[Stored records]
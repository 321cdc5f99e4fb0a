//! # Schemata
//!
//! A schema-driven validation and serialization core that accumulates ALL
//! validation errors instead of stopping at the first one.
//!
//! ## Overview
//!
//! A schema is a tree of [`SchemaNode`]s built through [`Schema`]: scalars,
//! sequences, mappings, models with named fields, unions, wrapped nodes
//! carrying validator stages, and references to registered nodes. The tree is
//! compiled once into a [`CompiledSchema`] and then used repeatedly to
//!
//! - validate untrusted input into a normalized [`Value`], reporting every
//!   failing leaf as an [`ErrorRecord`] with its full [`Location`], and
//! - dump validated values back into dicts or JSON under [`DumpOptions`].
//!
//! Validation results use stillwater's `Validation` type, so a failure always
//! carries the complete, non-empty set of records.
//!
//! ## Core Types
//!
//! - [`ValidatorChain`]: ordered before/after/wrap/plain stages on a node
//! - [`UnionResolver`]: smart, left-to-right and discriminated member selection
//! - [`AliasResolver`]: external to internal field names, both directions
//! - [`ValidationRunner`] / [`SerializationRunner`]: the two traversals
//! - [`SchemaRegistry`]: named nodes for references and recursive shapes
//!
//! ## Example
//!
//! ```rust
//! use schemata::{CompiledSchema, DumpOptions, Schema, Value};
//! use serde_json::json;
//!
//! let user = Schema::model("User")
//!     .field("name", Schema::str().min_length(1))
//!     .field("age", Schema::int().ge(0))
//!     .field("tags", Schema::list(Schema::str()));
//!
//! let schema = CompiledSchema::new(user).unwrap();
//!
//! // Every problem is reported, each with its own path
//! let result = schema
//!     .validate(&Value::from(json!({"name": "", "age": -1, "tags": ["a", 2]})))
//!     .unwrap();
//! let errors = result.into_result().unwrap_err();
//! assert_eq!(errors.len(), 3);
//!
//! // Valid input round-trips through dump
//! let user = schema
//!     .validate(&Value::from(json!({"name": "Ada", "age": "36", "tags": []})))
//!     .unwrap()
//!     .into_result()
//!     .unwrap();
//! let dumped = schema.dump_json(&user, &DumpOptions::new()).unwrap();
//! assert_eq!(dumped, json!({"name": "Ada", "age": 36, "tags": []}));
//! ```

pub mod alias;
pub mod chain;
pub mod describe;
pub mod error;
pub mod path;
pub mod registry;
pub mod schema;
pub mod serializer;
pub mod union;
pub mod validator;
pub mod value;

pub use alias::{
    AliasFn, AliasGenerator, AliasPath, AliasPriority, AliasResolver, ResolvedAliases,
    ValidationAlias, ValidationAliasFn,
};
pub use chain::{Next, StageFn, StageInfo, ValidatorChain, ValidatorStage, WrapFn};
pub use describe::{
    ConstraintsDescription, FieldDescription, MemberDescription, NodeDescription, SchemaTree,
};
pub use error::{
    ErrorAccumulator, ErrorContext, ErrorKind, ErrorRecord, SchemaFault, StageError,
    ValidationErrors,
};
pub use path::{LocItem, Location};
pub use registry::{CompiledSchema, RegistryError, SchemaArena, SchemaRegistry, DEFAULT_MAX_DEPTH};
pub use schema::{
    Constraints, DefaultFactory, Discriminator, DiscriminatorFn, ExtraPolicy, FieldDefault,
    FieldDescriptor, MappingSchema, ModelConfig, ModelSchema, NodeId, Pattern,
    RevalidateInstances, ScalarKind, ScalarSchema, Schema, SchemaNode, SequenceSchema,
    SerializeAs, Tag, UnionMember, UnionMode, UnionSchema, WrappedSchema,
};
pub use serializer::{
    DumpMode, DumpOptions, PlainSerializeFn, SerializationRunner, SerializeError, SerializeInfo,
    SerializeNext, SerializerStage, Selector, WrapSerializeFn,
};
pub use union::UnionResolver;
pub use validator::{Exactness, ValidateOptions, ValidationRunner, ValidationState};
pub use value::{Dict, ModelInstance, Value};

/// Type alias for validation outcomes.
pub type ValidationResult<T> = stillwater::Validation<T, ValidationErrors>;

__Your assignment__.
Print the records again, exactly as they stand above.

__Exercise answer__.
repository 321cdc5f99e4fb0a
//! # Schemata
//!
//! A schema-driven validation and serialization core that accumulates ALL
//! validation errors instead of stopping at the first one.
//!
//! ## Overview
//!
//! A schema is a tree of [`SchemaNode`]s built through [`Schema`]: scalars,
//! sequences, mappings, models with named fields, unions, wrapped nodes
//! carrying validator stages, and references to registered nodes. The tree is
//! compiled once into a [`CompiledSchema`] and then used repeatedly to
//!
//! - validate untrusted input into a normalized [`Value`], reporting every
//!   failing leaf as an [`ErrorRecord`] with its full [`Location`], and
//! - dump validated values back into dicts or JSON under [`DumpOptions`].
//!
//! Validation results use stillwater's `Validation` type, so a failure always
//! carries the complete, non-empty set of records.
//!
//! ## Core Types
//!
//! - [`ValidatorChain`]: ordered before/after/wrap/plain stages on a node
//! - [`UnionResolver`]: smart, left-to-right and discriminated member selection
//! - [`AliasResolver`]: external to internal field names, both directions
//! - [`ValidationRunner`] / [`SerializationRunner`]: the two traversals
//! - [`SchemaRegistry`]: named nodes for references and recursive shapes
//!
//! ## Example
//!
//! ```rust
//! use schemata::{CompiledSchema, DumpOptions, Schema, Value};
//! use serde_json::json;
//!
//! let user = Schema::model("User")
//!     .field("name", Schema::str().min_length(1))
//!     .field("age", Schema::int().ge(0))
//!     .field("tags", Schema::list(Schema::str()));
//!
//! let schema = CompiledSchema::new(user).unwrap();
//!
//! // Every problem is reported, each with its own path
//! let result = schema
//!     .validate(&Value::from(json!({"name": "", "age": -1, "tags": ["a", 2]})))
//!     .unwrap();
//! let errors = result.into_result().unwrap_err();
//! assert_eq!(errors.len(), 3);
//!
//! // Valid input round-trips through dump
//! let user = schema
//!     .validate(&Value::from(json!({"name": "Ada", "age": "36", "tags": []})))
//!     .unwrap()
//!     .into_result()
//!     .unwrap();
//! let dumped = schema.dump_json(&user, &DumpOptions::new()).unwrap();
//! assert_eq!(dumped, json!({"name": "Ada", "age": 36, "tags": []}));
//! ```

pub mod alias;
pub mod chain;
pub mod describe;
pub mod error;
pub mod path;
pub mod registry;
pub mod schema;
pub mod serializer;
pub mod union;
pub mod validator;
pub mod value;

pub use alias::{
    AliasFn, AliasGenerator, AliasPath, AliasPriority, AliasResolver, ResolvedAliases,
    ValidationAlias, ValidationAliasFn,
};
pub use chain::{Next, StageFn, StageInfo, ValidatorChain, ValidatorStage, WrapFn};
pub use describe::{
    ConstraintsDescription, FieldDescription, MemberDescription, NodeDescription, SchemaTree,
};
pub use error::{
    ErrorAccumulator, ErrorContext, ErrorKind, ErrorRecord, SchemaFault, StageError,
    ValidationErrors,
};
pub use path::{LocItem, Location};
pub use registry::{CompiledSchema, RegistryError, SchemaArena, SchemaRegistry, DEFAULT_MAX_DEPTH};
pub use schema::{
    Constraints, DefaultFactory, Discriminator, DiscriminatorFn, ExtraPolicy, FieldDefault,
    FieldDescriptor, MappingSchema, ModelConfig, ModelSchema, NodeId, Pattern,
    RevalidateInstances, ScalarKind, ScalarSchema, Schema, SchemaNode, SequenceSchema,
    SerializeAs, Tag, UnionMember, UnionMode, UnionSchema, WrappedSchema,
};
pub use serializer::{
    DumpMode, DumpOptions, PlainSerializeFn, SerializationRunner, SerializeError, SerializeInfo,
    SerializeNext, SerializerStage, Selector, WrapSerializeFn,
};
pub use union::UnionResolver;
pub use validator::{Exactness, ValidateOptions, ValidationRunner, ValidationState};
pub use value::{Dict, ModelInstance, Value};

/// Type alias for validation outcomes.
pub type ValidationResult<T> = stillwater::Validation<T, ValidationErrors>;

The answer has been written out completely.